Laboratory tests revealed elevated erythrocyte sedimentation rate, and the count of white blood cells, specifically neutrophils, is higher than normal. The 18F-FDG PET/CT scan was indicated in this case to investigate the underlying cause of pyrexia of unknown origin (PUO). The patient had been experiencing intermittent fever for 1.5 years, along with symptoms like weight loss, loss of appetite, and dry cough. Despite treatment, his condition did not improve, prompting further investigation to identify the source of the fever. PUO is a diagnostic challenge where the cause of the fever remains undiagnosed after initial investigations, and 18F-FDG PET/CT is a useful imaging tool in such cases. 18F-FDG PET/CT was indicated to evaluate potential infectious, inflammatory, or neoplastic causes. Whole-body 18F-FDG PET/CT scan revealed metabolically active patchy consolidative changes with air bronchogram in right upper lobe, nodular left pleural thickening, mild left pleural effusion, mediastinal and abdominal lymph nodes, and ill-defined hypodense lesions noted in the spleen, few of them are conglomerate and showing internal septations ([Figs. 4],[5],[6]).

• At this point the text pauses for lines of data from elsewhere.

impl Default for StudioView {
    fn default() -> Self {
        Self::new()
    }
}
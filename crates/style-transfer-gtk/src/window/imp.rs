// SPDX-License-Identifier: AGPL-3.0
// Style Transfer GTK - Main Window Implementation

use crate::application::StyleTransferApplication;
use crate::views::StudioView;
use gtk4::prelude::*;
use gtk4::subclass::prelude::*;
use gtk4::CompositeTemplate;
use libadwaita as adw;
use libadwaita::subclass::prelude::*;
use std::cell::RefCell;
use style_transfer_core::ServiceHealth;

/// Seconds between service health checks
const HEALTH_POLL_SECS: u32 = 30;

#[derive(Debug, Default, CompositeTemplate)]
#[template(string = r#"
<?xml version="1.0" encoding="UTF-8"?>
<interface>
  <menu id="primary_menu">
    <section>
      <item>
        <attribute name="label">About Style Transfer</attribute>
        <attribute name="action">app.about</attribute>
      </item>
      <item>
        <attribute name="label">Quit</attribute>
        <attribute name="action">app.quit</attribute>
      </item>
    </section>
  </menu>
  <template class="StyleTransferWindow" parent="AdwApplicationWindow">
    <property name="default-width">1024</property>
    <property name="default-height">860</property>
    <property name="title">Style Transfer</property>
    <property name="content">
      <object class="AdwToolbarView">
        <child type="top">
          <object class="AdwHeaderBar">
            <property name="title-widget">
              <object class="AdwWindowTitle">
                <property name="title">Style Transfer</property>
                <property name="subtitle">Transform your images with artistic styles</property>
              </object>
            </property>
            <child type="start">
              <object class="GtkBox" id="status_box">
                <property name="orientation">horizontal</property>
                <property name="spacing">8</property>
                <property name="margin-start">8</property>
                <child>
                  <object class="GtkBox" id="status_indicator">
                    <property name="width-request">8</property>
                    <property name="height-request">8</property>
                    <property name="valign">center</property>
                    <style>
                      <class name="status-dot"/>
                    </style>
                  </object>
                </child>
                <child>
                  <object class="GtkLabel" id="status_label">
                    <property name="label">Connecting…</property>
                    <style>
                      <class name="dim-label"/>
                    </style>
                  </object>
                </child>
              </object>
            </child>
            <child type="end">
              <object class="GtkMenuButton">
                <property name="icon-name">open-menu-symbolic</property>
                <property name="menu-model">primary_menu</property>
              </object>
            </child>
          </object>
        </child>
        <property name="content">
          <object class="GtkScrolledWindow" id="content_scroller">
            <property name="hexpand">true</property>
            <property name="vexpand">true</property>
            <property name="hscrollbar-policy">never</property>
          </object>
        </property>
      </object>
    </property>
  </template>
</interface>
"#)]
pub struct StyleTransferWindow {
    #[template_child]
    pub content_scroller: TemplateChild<gtk4::ScrolledWindow>,
    #[template_child]
    pub status_label: TemplateChild<gtk4::Label>,
    #[template_child]
    pub status_indicator: TemplateChild<gtk4::Box>,

    pub studio_view: RefCell<Option<StudioView>>,
}

#[glib::object_subclass]
impl ObjectSubclass for StyleTransferWindow {
    const NAME: &'static str = "StyleTransferWindow";
    type Type = super::StyleTransferWindow;
    type ParentType = adw::ApplicationWindow;

    fn class_init(klass: &mut Self::Class) {
        klass.bind_template();
    }

    fn instance_init(obj: &glib::subclass::InitializingObject<Self>) {
        obj.init_template();
    }
}

impl StyleTransferWindow {
    fn setup_styles(&self) {
        let css_provider = gtk4::CssProvider::new();
        css_provider.load_from_data(
            r#"
            .status-dot {
                border-radius: 4px;
                background-color: @insensitive_fg_color;
            }
            .status-dot.online {
                background-color: @success_color;
            }
            .status-dot.loading {
                background-color: @warning_color;
            }
            .status-dot.offline {
                background-color: @error_color;
            }
            "#,
        );
        gtk4::style_context_add_provider_for_display(
            &self.obj().display(),
            &css_provider,
            gtk4::STYLE_PROVIDER_PRIORITY_APPLICATION,
        );
    }

    fn setup_views(&self) {
        let studio_view = StudioView::new();
        self.content_scroller.set_child(Some(&studio_view));
        *self.studio_view.borrow_mut() = Some(studio_view);
    }

    /// Reflect the latest health check in the header
    pub fn update_service_status(&self, health: Option<&ServiceHealth>) {
        for class in ["online", "loading", "offline"] {
            self.status_indicator.remove_css_class(class);
        }

        let (class, text) = match health {
            Some(h) if h.is_healthy() && h.model_loaded => ("online", "Service ready"),
            Some(h) if h.is_healthy() => ("loading", "Model loading"),
            Some(_) => ("offline", "Service degraded"),
            None => ("offline", "Service unreachable"),
        };

        self.status_indicator.add_css_class(class);
        self.status_label.set_text(text);
        if let Some(status) = health.and_then(|h| h.model_status.as_deref()) {
            self.status_label.set_tooltip_text(Some(status));
        }
    }

    pub fn setup_service_status(&self, app: &StyleTransferApplication) {
        let settings = app.settings();
        self.status_box_tooltip(&settings.api_base_url);

        self.poll_health(app);

        let app_weak = app.downgrade();
        glib::timeout_add_seconds_local(
            HEALTH_POLL_SECS,
            glib::clone!(
                #[weak(rename_to = this)]
                self,
                #[upgrade_or]
                glib::ControlFlow::Break,
                move || {
                    let Some(app) = app_weak.upgrade() else {
                        return glib::ControlFlow::Break;
                    };
                    this.poll_health(&app);
                    glib::ControlFlow::Continue
                }
            ),
        );
    }

    fn status_box_tooltip(&self, api_base_url: &str) {
        self.status_indicator
            .set_tooltip_text(Some(&format!("Processing service: {}", api_base_url)));
    }

    fn poll_health(&self, app: &StyleTransferApplication) {
        let Some(bridge) = app.transfer_bridge() else {
            return;
        };

        bridge.check_health(glib::clone!(
            #[weak(rename_to = this)]
            self,
            move |result| match result {
                Ok(health) => {
                    tracing::debug!("Service health: {:?}", health);
                    this.update_service_status(Some(&health));
                }
                Err(e) => {
                    tracing::warn!("Health check failed: {}", e);
                    this.update_service_status(None);
                }
            }
        ));
    }
}

impl ObjectImpl for StyleTransferWindow {
    fn constructed(&self) {
        self.parent_constructed();
        self.setup_styles();
        self.setup_views();
        // Note: setup_service_status is called from application.rs after window is fully constructed
    }
}

impl WidgetImpl for StyleTransferWindow {}
impl WindowImpl for StyleTransferWindow {}
impl ApplicationWindowImpl for StyleTransferWindow {}
impl AdwApplicationWindowImpl for StyleTransferWindow {}
// SPDX-License-Identifier: AGPL-3.0
// Style Transfer Core - Settings loading
//
// Settings are read from a local JSON file when one exists. The service
// address can be overridden from the environment. Nothing is written back.

use crate::types::{AppError, AppSettings};
use std::fs;
use std::path::{Path, PathBuf};

/// Environment variable overriding `AppSettings::api_base_url`
pub const API_URL_ENV: &str = "STYLE_TRANSFER_API_URL";

/// In-memory copy of the settings loaded at startup
pub struct SettingsStore {
    settings: AppSettings,
}

impl SettingsStore {
    /// Load settings from the platform config directory and the environment
    pub fn new() -> Result<Self, AppError> {
        let file_path = Self::get_settings_path()?;
        tracing::info!("Settings file path: {:?}", file_path);

        let env_url = std::env::var(API_URL_ENV).ok();
        Self::load(Some(file_path), env_url)
    }

    /// Load settings from an explicit file and optional URL override
    pub fn load(file_path: Option<PathBuf>, api_url_override: Option<String>) -> Result<Self, AppError> {
        let mut settings = match file_path.as_deref() {
            Some(path) if path.exists() => Self::read_file(path)?,
            _ => {
                tracing::info!("No settings file found, using defaults");
                AppSettings::default()
            }
        };

        if let Some(url) = api_url_override.filter(|u| !u.trim().is_empty()) {
            tracing::info!("Using API URL from {}: {}", API_URL_ENV, url);
            settings.api_base_url = url.trim().to_string();
        }

        settings.validate()?;

        Ok(Self { settings })
    }

    fn read_file(path: &Path) -> Result<AppSettings, AppError> {
        tracing::info!("Loading settings from disk");
        let content = fs::read_to_string(path)
            .map_err(|e| AppError::FileIo(format!("Failed to read settings: {}", e)))?;

        Ok(serde_json::from_str(&content).unwrap_or_else(|e| {
            tracing::warn!("Failed to parse settings, using defaults: {}", e);
            AppSettings::default()
        }))
    }

    /// Get the path to the settings file
    fn get_settings_path() -> Result<PathBuf, AppError> {
        let config_dir = directories::ProjectDirs::from("com", "styletransfer", "client")
            .ok_or_else(|| AppError::FileIo("Could not determine config directory".to_string()))?
            .config_dir()
            .to_path_buf();

        Ok(config_dir.join("settings.json"))
    }

    /// Get current settings
    pub fn get(&self) -> AppSettings {
        self.settings.clone()
    }
}

#[cfg(test)]
mod tests {
    use super::*;
    use std::io::Write;

    #[test]
    fn test_missing_file_uses_defaults() {
        let dir = tempfile::tempdir().unwrap();
        let store = SettingsStore::load(Some(dir.path().join("settings.json")), None).unwrap();
        assert_eq!(store.get(), AppSettings::default());
    }

    #[test]
    fn test_reads_settings_file() {
        let mut file = tempfile::NamedTempFile::new().unwrap();
        write!(
            file,
            r#"{{"apiBaseUrl": "http://gpu-box:9000", "requestTimeoutSecs": 30}}"#
        )
        .unwrap();

        let store = SettingsStore::load(Some(file.path().to_path_buf()), None).unwrap();
        let settings = store.get();
        assert_eq!(settings.api_base_url, "http://gpu-box:9000");
        assert_eq!(settings.request_timeout_secs, 30);
        assert_eq!(settings.theme, "system");
    }

    #[test]
    fn test_unparseable_file_falls_back_to_defaults() {
        let mut file = tempfile::NamedTempFile::new().unwrap();
        write!(file, "not json").unwrap();

        let store = SettingsStore::load(Some(file.path().to_path_buf()), None).unwrap();
        assert_eq!(store.get().api_base_url, "http://localhost:8000");
    }

    #[test]
    fn test_env_override_wins() {
        let mut file = tempfile::NamedTempFile::new().unwrap();
        write!(file, r#"{{"apiBaseUrl": "http://gpu-box:9000"}}"#).unwrap();

        let store = SettingsStore::load(
            Some(file.path().to_path_buf()),
            Some("https://styles.example.com".to_string()),
        )
        .unwrap();
        assert_eq!(store.get().api_base_url, "https://styles.example.com");
    }

    #[test]
    fn test_invalid_override_is_rejected() {
        let result = SettingsStore::load(None, Some("not a url".to_string()));
        assert!(matches!(result, Err(AppError::InvalidConfig(_))));
    }
}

Based on the available information from PET/CT, CT-guided biopsy from the metabolically active splenic lesions was performed. Burkholderia pseudomallei was isolated in the culture specimen. These organisms are gram-negative bacilli that typically exhibit bipolar or safety pin appearance. Burkholderia pseudomallei is an obligate aerobe which grows on blood agar, nutrient agar, and MacConkey agar. These colonies are typically rough and corrugated ([Fig. 7]).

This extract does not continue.